Dairy economists and others addressed the modernizing and improving the Federal Milk Marketing Order system in a panel discussion during the latest DairyLivestream webinar.
Most in the industry agree changes are needed. But the issues are complex, with a change in one area of the system bringing consequences in another area.
Panelists noted that there’s a lot of thoughtful discussion taking place, and the industry is working toward consensus.
“We’ve got our work cut out for us,” said Mike Brown, dairy supply chain director for Kroger Co.
In addition to updating make allowances for processors and addressing Class I milk pricing and depooling of milk, the panelists gave some insight on what a modern market might look like without federal orders.
“If you’re going to run a truly competitive market, you have to have reliable information. That’s kind of econ theory 101 … and we all know market information is far from perfect,” Brown said during the latest DairyLivestream webinar.
But federal orders provide production levels, breakdowns on milk components and prices for base products through large volume surveys, he said.

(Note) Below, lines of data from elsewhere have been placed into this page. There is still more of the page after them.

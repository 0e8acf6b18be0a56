//! Shared-secret authentication for scheduler-triggered endpoints.
//!
//! Batch endpoints are invoked by an external cron scheduler rather than an
//! interactive user, so they are guarded by a single pre-shared secret
//! carried in a request header. Comparison is constant-time.

use crate::error::AppError;
use axum::{
    extract::{Request, State},
    middleware::Next,
    response::Response,
};
use secrecy::{ExposeSecret, Secret};
use subtle::ConstantTimeEq;

/// Expected secret plus the header it is read from.
#[derive(Clone)]
pub struct SharedSecret {
    header: &'static str,
    secret: Secret<String>,
}

impl SharedSecret {
    pub fn new(header: &'static str, secret: Secret<String>) -> Self {
        Self { header, secret }
    }

    pub fn header(&self) -> &'static str {
        self.header
    }

    /// Constant-time check of a presented secret.
    pub fn verify(&self, presented: &str) -> bool {
        let expected = self.secret.expose_secret().as_bytes();
        presented.as_bytes().ct_eq(expected).into()
    }
}

/// Reject the request with 401 before any work unless the shared-secret
/// header is present and matches.
pub async fn shared_secret_middleware(
    State(expected): State<SharedSecret>,
    req: Request,
    next: Next,
) -> Result<Response, AppError> {
    let presented = req
        .headers()
        .get(expected.header())
        .and_then(|h| h.to_str().ok())
        .ok_or_else(|| {
            AppError::AuthError(anyhow::anyhow!(
                "Missing header: {}",
                expected.header()
            ))
        })?;

    if !expected.verify(presented) {
        return Err(AppError::AuthError(anyhow::anyhow!("Invalid secret")));
    }

    Ok(next.run(req).await)
}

“That’s all very, very important … that kind of information needs to continue to happen to have a market that works, in my opinion. How we regulate it is the big discussion,” he said.
Roger Cryan, chief economist for American Farm Bureau Federation, said without federal markets, the dairy industry would look a lot like the broiler industry.
“I think it would be tough for farmers to make their own decisions,” he said.
Federal orders provide support for independent farmers and cooperatives because a pooled plant has to pay the federal order minimum. That takes away the incentive for processors to get involved in managing farm production to minimize costs, he told Capital Press.
“Without that minimum price, broiler integrators can micromanage the growers’ production to minimize unit cost then capture the benefits.,” he said.
So the federal orders do a lot to help dairy farmers be the masters of their own fates, he said.
Mark Stephenson, director of dairy policy analysis at the University of Wisconsin, took some exception to that viewpoint, saying he doesn’t think the industry would immediately go to something that looks just like a broiler industry.
“But I do think that one of the very first things that would happen is that you would find farmers and you would find processors running toward each other to secure contracts for that milk,” he said.
Andy Novakovic, agricultural economist with Cornell University, said “If you’re talking about no regulation, you’re going to look at a lot more vertical integration, a lot less transparency.”
It isn’t necessarily going to be like the poultry industry. It could be farmers going up as they did in the United Kingdom or it could be Kroger going around to farmers and skipping the guy in the middle, he said.
“But it would be a bit wild, wild West out there,” he said.
Stephenson said he tends to agree but thinks there would be intermediate steps.
“The unfortunate thing is those may not be big enough to solve all the problems. But they may be incremental toward relieving some of those problems,” he said.
Brown said the industry could survive a system without regulation, and it’s kind of already going the way of the poultry industry with vertical integration in cooperatives and farms getting bigger and bigger.
“If you’re going to have a system that really provides orderly marketing, it needs to include more milk,” he said, referring to the depooling of milk that causes disruptions.
It also can’t by regulation force a processor into large negative profitability, and it needs to make pooling less onerous, he said.